Envahie par la Russie le 24 février 2022, l’Ukraine tente de gérer, en même temps que la guerre sur le front, une économie mise à mal par les bombardements, la destruction systématique de ses infrastructures énergétiques et une pénurie massive de main-d’œuvre en raison de la mobilisation militaire et de l’exode d’une partie de la population. Une autre épreuve se greffe sur cette liste de défis : la renégociation de sa dette souveraine avec ses créanciers privés.
Au lendemain de l’invasion, ces gestionnaires d’actifs, parmi lesquels les géants américains BlackRock et Pimco et le français Amundi, filiale du Crédit agricole et premier fonds d’Europe, avaient consenti à Kiev un moratoire de deux ans sur le remboursement d’environ 20 milliards de dollars (18,7 milliards d’euros) d’obligations d’Etat. Ce moratoire arrive à échéance le 1er août, alors que le conflit, que les financiers avaient peut-être envisagé comme un affrontement de courte durée, se transforme en guerre d’usure dont personne ne peut actuellement prédire l’issue.

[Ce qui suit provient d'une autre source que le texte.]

//! Derived cart totals.

use crate::cart::CartLineItem;
use crate::catalog::Catalog;
use crate::ids::ProductId;
use crate::money::{Currency, Money};
use crate::pricing::{compute_price, PricingMode, Quantity, SelectedOptions};
use serde::Serialize;

/// Complete pricing breakdown for a cart.
#[derive(Debug, Clone, Serialize, PartialEq)]
pub struct CartSummary {
    /// Per-line pricing, in cart order.
    pub lines: Vec<LineSummary>,
    /// Sum of line totals.
    pub subtotal: Money,
    /// Sum of quantities, including lines whose product is gone.
    pub item_count: u32,
}

impl CartSummary {
    /// Price every line against the catalog.
    ///
    /// Lines whose product is no longer in the catalog contribute nothing to
    /// the subtotal but still count towards `item_count`.
    pub fn compute(lines: &[CartLineItem], catalog: &Catalog) -> Self {
        let currency = lines
            .iter()
            .find_map(|line| catalog.get(line.id))
            .map_or_else(Currency::default, |p| p.price.currency);

        let lines: Vec<LineSummary> = lines
            .iter()
            .enumerate()
            .map(|(index, line)| LineSummary::compute(index, line, catalog))
            .collect();

        let subtotal = Money::sum(lines.iter().map(|l| &l.total), currency);
        let item_count = lines
            .iter()
            .fold(0u32, |acc, l| acc.saturating_add(l.quantity.get()));

        Self {
            lines,
            subtotal,
            item_count,
        }
    }

    pub fn is_empty(&self) -> bool {
        self.lines.is_empty()
    }

    /// Lines whose product could not be found.
    pub fn unavailable(&self) -> impl Iterator<Item = &LineSummary> {
        self.lines.iter().filter(|l| !l.available)
    }
}

/// Pricing for a single cart line.
#[derive(Debug, Clone, Serialize, PartialEq)]
pub struct LineSummary {
    /// Position in the cart.
    pub index: usize,
    pub id: ProductId,
    /// Product name, when the product exists.
    pub name: Option<String>,
    pub options: SelectedOptions,
    pub quantity: Quantity,
    /// Price of one unit of this configuration.
    pub unit_price: Money,
    /// Line total, without delivery.
    pub total: Money,
    pub available: bool,
}

impl LineSummary {
    fn compute(index: usize, line: &CartLineItem, catalog: &Catalog) -> Self {
        let product = catalog.get(line.id);
        let single = SelectedOptions {
            quantity: Quantity::ONE,
            ..line.options.clone()
        };
        Self {
            index,
            id: line.id,
            name: product.map(|p| p.name.clone()),
            options: line.options.clone(),
            quantity: line.quantity(),
            unit_price: compute_price(product, &single, PricingMode::Cart),
            total: compute_price(product, &line.options, PricingMode::Cart),
            available: product.is_some(),
        }
    }
}

#[cfg(test)]
mod tests {
    use super::*;
    use crate::catalog::Product;
    use serde_json::json;

    fn catalog() -> Catalog {
        let phone: Product = serde_json::from_value(json!({
            "id": 1,
            "name": "iPhone 16",
            "category": "iPhone",
            "price": 999,
            "colors": ["Black", "White"],
            "specs": { "storageOptions": ["128GB", "256GB"] }
        }))
        .unwrap();
        Catalog::new(vec![phone])
    }

    fn line(color: &str, quantity: i64) -> CartLineItem {
        CartLineItem::new(
            ProductId::new(1),
            SelectedOptions::new().with_color(color).with_quantity(quantity),
        )
    }

    #[test]
    fn test_subtotal_and_item_count() {
        let summary = CartSummary::compute(&[line("Black", 2), line("White", 1)], &catalog());
        assert_eq!(summary.lines[0].total, Money::from_units(1998, Currency::EUR));
        assert_eq!(summary.lines[0].unit_price, Money::from_units(999, Currency::EUR));
        assert_eq!(summary.lines[1].total, Money::from_units(999, Currency::EUR));
        assert_eq!(summary.subtotal, Money::from_units(2997, Currency::EUR));
        assert_eq!(summary.item_count, 3);
    }

    #[test]
    fn test_missing_product_counts_but_costs_nothing() {
        let gone = CartLineItem::new(ProductId::new(99), SelectedOptions::new().with_quantity(3));
        let summary = CartSummary::compute(&[line("Black", 1), gone], &catalog());
        assert_eq!(summary.subtotal, Money::from_units(999, Currency::EUR));
        assert_eq!(summary.item_count, 4);
        let missing: Vec<_> = summary.unavailable().collect();
        assert_eq!(missing.len(), 1);
        assert_eq!(missing[0].index, 1);
        assert_eq!(missing[0].name, None);
    }

    #[test]
    fn test_empty_cart() {
        let summary = CartSummary::compute(&[], &catalog());
        assert!(summary.is_empty());
        assert!(summary.subtotal.is_zero());
        assert_eq!(summary.item_count, 0);
    }
}
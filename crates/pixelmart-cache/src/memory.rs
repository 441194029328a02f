//! In-memory store.

use crate::{CacheError, KeyValueStore};
use std::cell::RefCell;
use std::collections::BTreeMap;
use std::rc::Rc;

/// An in-memory [`KeyValueStore`].
///
/// Clones share the same map, so two handles behave like two views of one
/// browser storage area: a write through one is visible through the other.
#[derive(Debug, Clone, Default)]
pub struct MemoryStore {
    entries: Rc<RefCell<BTreeMap<String, String>>>,
}

impl MemoryStore {
    pub fn new() -> Self {
        Self::default()
    }

    /// Number of stored keys.
    pub fn len(&self) -> usize {
        self.entries.borrow().len()
    }

    pub fn is_empty(&self) -> bool {
        self.entries.borrow().is_empty()
    }
}

impl KeyValueStore for MemoryStore {
    fn get_raw(&self, key: &str) -> Result<Option<String>, CacheError> {
        Ok(self.entries.borrow().get(key).cloned())
    }

    fn set_raw(&self, key: &str, value: &str) -> Result<(), CacheError> {
        self.entries
            .borrow_mut()
            .insert(key.to_string(), value.to_string());
        Ok(())
    }

    fn delete(&self, key: &str) -> Result<(), CacheError> {
        self.entries.borrow_mut().remove(key);
        Ok(())
    }

    fn keys(&self) -> Result<Vec<String>, CacheError> {
        Ok(self.entries.borrow().keys().cloned().collect())
    }
}

#[cfg(test)]
mod tests {
    use super::*;

    #[test]
    fn test_clones_share_entries() {
        let tab_a = MemoryStore::new();
        let tab_b = tab_a.clone();
        tab_a.set_raw("cartItems", "[]").unwrap();
        assert_eq!(tab_b.get_raw("cartItems").unwrap().as_deref(), Some("[]"));
        tab_b.delete("cartItems").unwrap();
        assert!(tab_a.is_empty());
    }
}
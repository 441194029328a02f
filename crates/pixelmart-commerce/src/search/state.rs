//! Pending/applied filter state machine.
//!
//! The panel edits a *pending* copy of the criteria; an explicit apply
//! copies it to the *applied* copy, which drives the results and the query
//! string. External navigation overwrites both.
//!
//! Phases:
//!
//! ```text
//!   Applied --edit--> Editing --apply--> Applying --recomputed--> Applied
//!      ^                                    |
//!      +------------ navigate / clear search +
//! ```
//!
//! `transition` is the only place state changes; it returns the effects the
//! caller must carry out.

use crate::events::StoreEvent;
use crate::search::query_string::{parse_query, to_query};
use crate::search::{FilterCriteria, FilterEdit, PriceRange};
use serde::Serialize;

/// Where the filter panel is in its cycle.
#[derive(Debug, Clone, Copy, PartialEq, Eq, Serialize)]
#[serde(rename_all = "lowercase")]
pub enum FilterPhase {
    /// Pending differs from applied.
    Editing,
    /// Applied changed and the results are waiting to be recomputed.
    Applying,
    /// Results reflect the applied criteria and nothing is pending.
    Applied,
}

/// Input to the state machine.
#[derive(Debug, Clone, PartialEq, Eq)]
pub enum FilterAction {
    /// Change one pending field.
    Edit(FilterEdit),
    /// Copy pending to applied.
    Apply,
    /// The location's query string changed outside the panel.
    Navigate { query: String },
    /// Drop the search text from both copies, keeping other filters.
    ClearSearch,
    /// Return pending to the defaults.
    Reset,
    /// The results were recomputed for the current applied criteria.
    Recomputed,
}

/// Work the caller must do after a transition.
#[derive(Debug, Clone, PartialEq, Eq)]
pub enum FilterEffect {
    /// Replace the location's query string.
    PushQuery(String),
    /// Publish a notification.
    Publish(StoreEvent),
    /// Applied criteria changed: (re)start the recompute debounce.
    ScheduleRecompute,
}

/// Both criteria snapshots plus the current query string.
#[derive(Debug, Clone)]
pub struct FilterState {
    bounds: PriceRange,
    pending: FilterCriteria,
    applied: FilterCriteria,
    location: String,
    stale: bool,
}

impl FilterState {
    /// Initial state: both snapshots parsed from the query string.
    pub fn from_query(query: &str, bounds: PriceRange) -> Self {
        let applied = parse_query(query, bounds);
        Self {
            bounds,
            pending: applied.clone(),
            applied,
            location: strip_query(query).to_string(),
            stale: false,
        }
    }

    pub fn pending(&self) -> &FilterCriteria {
        &self.pending
    }

    pub fn applied(&self) -> &FilterCriteria {
        &self.applied
    }

    pub fn bounds(&self) -> PriceRange {
        self.bounds
    }

    /// The current query string, without a leading `?`.
    pub fn location(&self) -> &str {
        &self.location
    }

    /// Whether pending differs from applied in any field.
    pub fn can_apply(&self) -> bool {
        self.pending != self.applied
    }

    pub fn phase(&self) -> FilterPhase {
        if self.stale {
            FilterPhase::Applying
        } else if self.can_apply() {
            FilterPhase::Editing
        } else {
            FilterPhase::Applied
        }
    }

    /// Advance the machine.
    pub fn transition(&mut self, action: FilterAction) -> Vec<FilterEffect> {
        let mut effects = Vec::new();
        match action {
            FilterAction::Edit(edit) => self.pending.apply_edit(edit),

            FilterAction::Reset => self.pending = FilterCriteria::defaults(self.bounds),

            FilterAction::Apply => {
                let changed = self.pending != self.applied;
                self.applied = self.pending.clone();
                let query = to_query(&self.applied, self.bounds);
                if query != self.location {
                    self.location = query.clone();
                    effects.push(FilterEffect::PushQuery(query.clone()));
                }
                effects.push(FilterEffect::Publish(StoreEvent::FiltersApplied { query }));
                if changed {
                    self.mark_stale(&mut effects);
                }
            }

            FilterAction::Navigate { query } => {
                let parsed = parse_query(&query, self.bounds);
                self.location = strip_query(&query).to_string();
                self.pending = parsed.clone();
                if parsed != self.applied {
                    self.applied = parsed;
                    self.mark_stale(&mut effects);
                }
            }

            FilterAction::ClearSearch => {
                self.pending.search.clear();
                if !self.applied.search.is_empty() {
                    self.applied.search.clear();
                    let query = to_query(&self.applied, self.bounds);
                    if query != self.location {
                        self.location = query.clone();
                        effects.push(FilterEffect::PushQuery(query));
                    }
                    self.mark_stale(&mut effects);
                }
            }

            FilterAction::Recomputed => self.stale = false,
        }
        tracing::trace!(phase = ?self.phase(), effects = effects.len(), "filter transition");
        effects
    }

    fn mark_stale(&mut self, effects: &mut Vec<FilterEffect>) {
        self.stale = true;
        effects.push(FilterEffect::ScheduleRecompute);
    }
}

fn strip_query(query: &str) -> &str {
    query.strip_prefix('?').unwrap_or(query)
}

#[cfg(test)]
mod tests {
    use super::*;
    use crate::catalog::Category;
    use crate::money::{Currency, Money};
    use crate::search::SortOption;

    fn bounds() -> PriceRange {
        PriceRange::new(
            Money::from_units(19, Currency::EUR),
            Money::from_units(3999, Currency::EUR),
        )
    }

    #[test]
    fn test_mount_parses_both_snapshots() {
        let state = FilterState::from_query("?cat=Mac&sort=name-asc", bounds());
        assert_eq!(state.applied().category, Some(Category::Mac));
        assert_eq!(state.pending(), state.applied());
        assert_eq!(state.location(), "cat=Mac&sort=name-asc");
        assert_eq!(state.phase(), FilterPhase::Applied);
    }

    #[test]
    fn test_edit_only_touches_pending() {
        let mut state = FilterState::from_query("", bounds());
        let effects = state.transition(FilterAction::Edit(FilterEdit::Category(Some(Category::IPad))));
        assert!(effects.is_empty());
        assert_eq!(state.applied().category, None);
        assert_eq!(state.pending().category, Some(Category::IPad));
        assert!(state.can_apply());
        assert_eq!(state.phase(), FilterPhase::Editing);
    }

    #[test]
    fn test_apply_writes_query_and_notifies() {
        let mut state = FilterState::from_query("", bounds());
        state.transition(FilterAction::Edit(FilterEdit::Category(Some(Category::IPad))));
        state.transition(FilterAction::Edit(FilterEdit::Sort(SortOption::PriceAsc)));

        let effects = state.transition(FilterAction::Apply);
        assert_eq!(
            effects,
            vec![
                FilterEffect::PushQuery("cat=iPad&sort=price-asc".into()),
                FilterEffect::Publish(StoreEvent::FiltersApplied {
                    query: "cat=iPad&sort=price-asc".into()
                }),
                FilterEffect::ScheduleRecompute,
            ]
        );
        assert!(!state.can_apply());
        assert_eq!(state.phase(), FilterPhase::Applying);

        state.transition(FilterAction::Recomputed);
        assert_eq!(state.phase(), FilterPhase::Applied);
    }

    #[test]
    fn test_apply_without_changes_only_notifies() {
        let mut state = FilterState::from_query("cat=Mac", bounds());
        let effects = state.transition(FilterAction::Apply);
        assert_eq!(
            effects,
            vec![FilterEffect::Publish(StoreEvent::FiltersApplied {
                query: "cat=Mac".into()
            })]
        );
    }

    #[test]
    fn test_navigate_overrides_pending_edits() {
        let mut state = FilterState::from_query("", bounds());
        state.transition(FilterAction::Edit(FilterEdit::Year(Some(2022))));
        let effects = state.transition(FilterAction::Navigate {
            query: "?cat=AirPods".into(),
        });
        assert_eq!(effects, vec![FilterEffect::ScheduleRecompute]);
        assert_eq!(state.pending().year, None);
        assert_eq!(state.pending(), state.applied());
        assert_eq!(state.applied().category, Some(Category::AirPods));
        assert_eq!(state.location(), "cat=AirPods");
    }

    #[test]
    fn test_navigate_to_same_criteria_does_not_recompute() {
        let mut state = FilterState::from_query("cat=Mac", bounds());
        let effects = state.transition(FilterAction::Navigate { query: "cat=Mac".into() });
        assert!(effects.is_empty());
    }

    #[test]
    fn test_clear_search_keeps_other_filters() {
        let mut state = FilterState::from_query("cat=iPhone&search=pro", bounds());
        state.transition(FilterAction::Edit(FilterEdit::Color(Some("Black".into()))));
        let effects = state.transition(FilterAction::ClearSearch);
        assert_eq!(
            effects,
            vec![
                FilterEffect::PushQuery("cat=iPhone".into()),
                FilterEffect::ScheduleRecompute
            ]
        );
        assert_eq!(state.applied().category, Some(Category::IPhone));
        assert!(state.applied().search.is_empty());
        assert!(state.pending().search.is_empty());
        assert_eq!(state.pending().color.as_deref(), Some("Black"));
    }

    #[test]
    fn test_reset_needs_apply() {
        let mut state = FilterState::from_query("cat=Mac&year=2024", bounds());
        state.transition(FilterAction::Reset);
        assert_eq!(state.applied().category, Some(Category::Mac));
        assert_eq!(state.pending(), &FilterCriteria::defaults(bounds()));
        assert!(state.can_apply());

        let effects = state.transition(FilterAction::Apply);
        assert_eq!(effects[0], FilterEffect::PushQuery(String::new()));
    }
}
//! Type-safe local key-value storage for PixelMart.
//!
//! Provides a small synchronous store abstraction with in-memory and
//! directory-backed implementations, plus a typed JSON wrapper.
//!
//! # Example
//!
//! ```rust
//! use pixelmart_cache::{Cache, MemoryStore};
//! use serde::{Deserialize, Serialize};
//!
//! #[derive(Serialize, Deserialize)]
//! struct Line {
//!     id: u64,
//! }
//!
//! let cache = Cache::new(MemoryStore::new());
//!
//! // Store a value
//! cache.set("cartItems", &vec![Line { id: 1 }]).unwrap();
//!
//! // Retrieve a value
//! let lines: Option<Vec<Line>> = cache.get("cartItems").unwrap();
//! assert_eq!(lines.unwrap().len(), 1);
//!
//! // Delete a value
//! cache.delete("cartItems").unwrap();
//! ```

mod error;
mod file;
mod kv;
mod memory;

pub use error::CacheError;
pub use file::FileStore;
pub use kv::{Cache, KeyValueStore};
pub use memory::MemoryStore;

/// Prelude for convenient imports.
pub mod prelude {
    pub use crate::{Cache, CacheError, FileStore, KeyValueStore, MemoryStore};
}
use serde::Deserialize;

use lhmetrics_core::artifacts::DEFAULT_PASS;
use lhmetrics_core::error::{AuditError, Result};

use crate::context::AuditContext;

#[derive(Debug, Deserialize)]
#[serde(deny_unknown_fields)]
pub struct AuditConfig {
    pub version: u32,

    #[serde(default)]
    pub audit: AuditSection,

    #[serde(default)]
    pub computed_cache: ComputedCacheSection,
}

impl AuditConfig {
    pub fn validate(&self) -> Result<()> {
        if self.version != 1 {
            return Err(AuditError::UnsupportedVersion);
        }
        self.audit.validate()?;
        Ok(())
    }

    /// Context for one run, honoring `computed_cache.enabled`.
    pub fn context(&self, run: &str) -> AuditContext {
        let ctx = if self.computed_cache.enabled {
            AuditContext::new()
        } else {
            AuditContext::uncached()
        };
        ctx.with_run(run)
    }
}

#[derive(Debug, Clone, Deserialize)]
#[serde(deny_unknown_fields)]
pub struct AuditSection {
    #[serde(default = "default_pass")]
    pub default_pass: String,
}

impl Default for AuditSection {
    fn default() -> Self {
        Self {
            default_pass: default_pass(),
        }
    }
}

impl AuditSection {
    pub fn validate(&self) -> Result<()> {
        if self.default_pass.is_empty() {
            return Err(AuditError::Config("audit.default_pass must not be empty".into()));
        }
        if self.default_pass.trim() != self.default_pass {
            return Err(AuditError::Config(
                "audit.default_pass must not have surrounding whitespace".into(),
            ));
        }
        Ok(())
    }
}

fn default_pass() -> String {
    DEFAULT_PASS.into()
}

#[derive(Debug, Deserialize)]
#[serde(deny_unknown_fields)]
pub struct ComputedCacheSection {
    #[serde(default = "default_cache_enabled")]
    pub enabled: bool,
}

impl Default for ComputedCacheSection {
    fn default() -> Self {
        Self {
            enabled: default_cache_enabled(),
        }
    }
}

fn default_cache_enabled() -> bool {
    true
}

Face à une armée russe soutenue par une économie totalement recentrée par le Kremlin sur l’effort de guerre, l’Ukraine consacre aujourd’hui environ 40 milliards de dollars par an à ses dépenses militaires, soit 22 % de son produit intérieur brut. La restructuration de sa dette est donc, dans ce contexte, une priorité. Elle est en outre l’une des conditions posées par le Fonds monétaire international (FMI) pour poursuivre le versement de son aide de 15,6 milliards de dollars.
Les négociations en cours sur de nouvelles échéances achoppent sur le montant de la restructuration. Un comité représentant les créanciers privés vient de rejeter la proposition de l’Ukraine, qui avait reçu le feu vert du G7, d’une réduction de 60 % sur la valeur de leurs titres. Les créanciers ont limité leur offre à hauteur de 20 %.
Cette offre est insuffisante. Les gestionnaires d’actifs se trouvent, certes, dans la situation inédite et inconfortable de négocier une restructuration de dette avec un pays où la guerre fait rage. Mais les montants en jeu ne sont pas insurmontables pour de telles institutions financières. Il ne leur est pas interdit par ailleurs de prendre en compte le facteur géopolitique de cette guerre, qui menace aussi la sécurité des pays occidentaux, ni l’attrait que présentera pour les investisseurs, une fois la guerre terminée, la reconstruction du pays
Des sommes monumentales
Cette guerre, qu’elle n’a pas provoquée, coûte à l’Ukraine des sommes monumentales pour assurer sa défense face à l’agresseur russe. Les Etats occidentaux, qui la soutiennent dans cet effort, lui ont accordé depuis deux ans une importante aide militaire et financière, sans laquelle elle se serait effondrée. Kiev observe cependant avec inquiétude l’incertitude politique qui règne chez plusieurs de ses alliés, aux Etats-Unis et en Europe, et en appréhende les échéances électorales : rien ne dit que les gouvernements produits par d’éventuelles alternances, en particulier à Washington mais aussi en France, lui seront aussi favorables.
Pour assurer ses arrières, le gouvernement ukrainien souhaite pouvoir être en mesure de faire appel aux marchés financiers, mais il ne pourra emprunter sur ces marchés que si sa dette est restructurée. Dans le soutien à l’Ukraine, les Etats ont fait, laborieusement, leur part du chemin. Aux créanciers privés, maintenant, d’assumer la leur, en formulant des propositions de restructuration plus généreuses.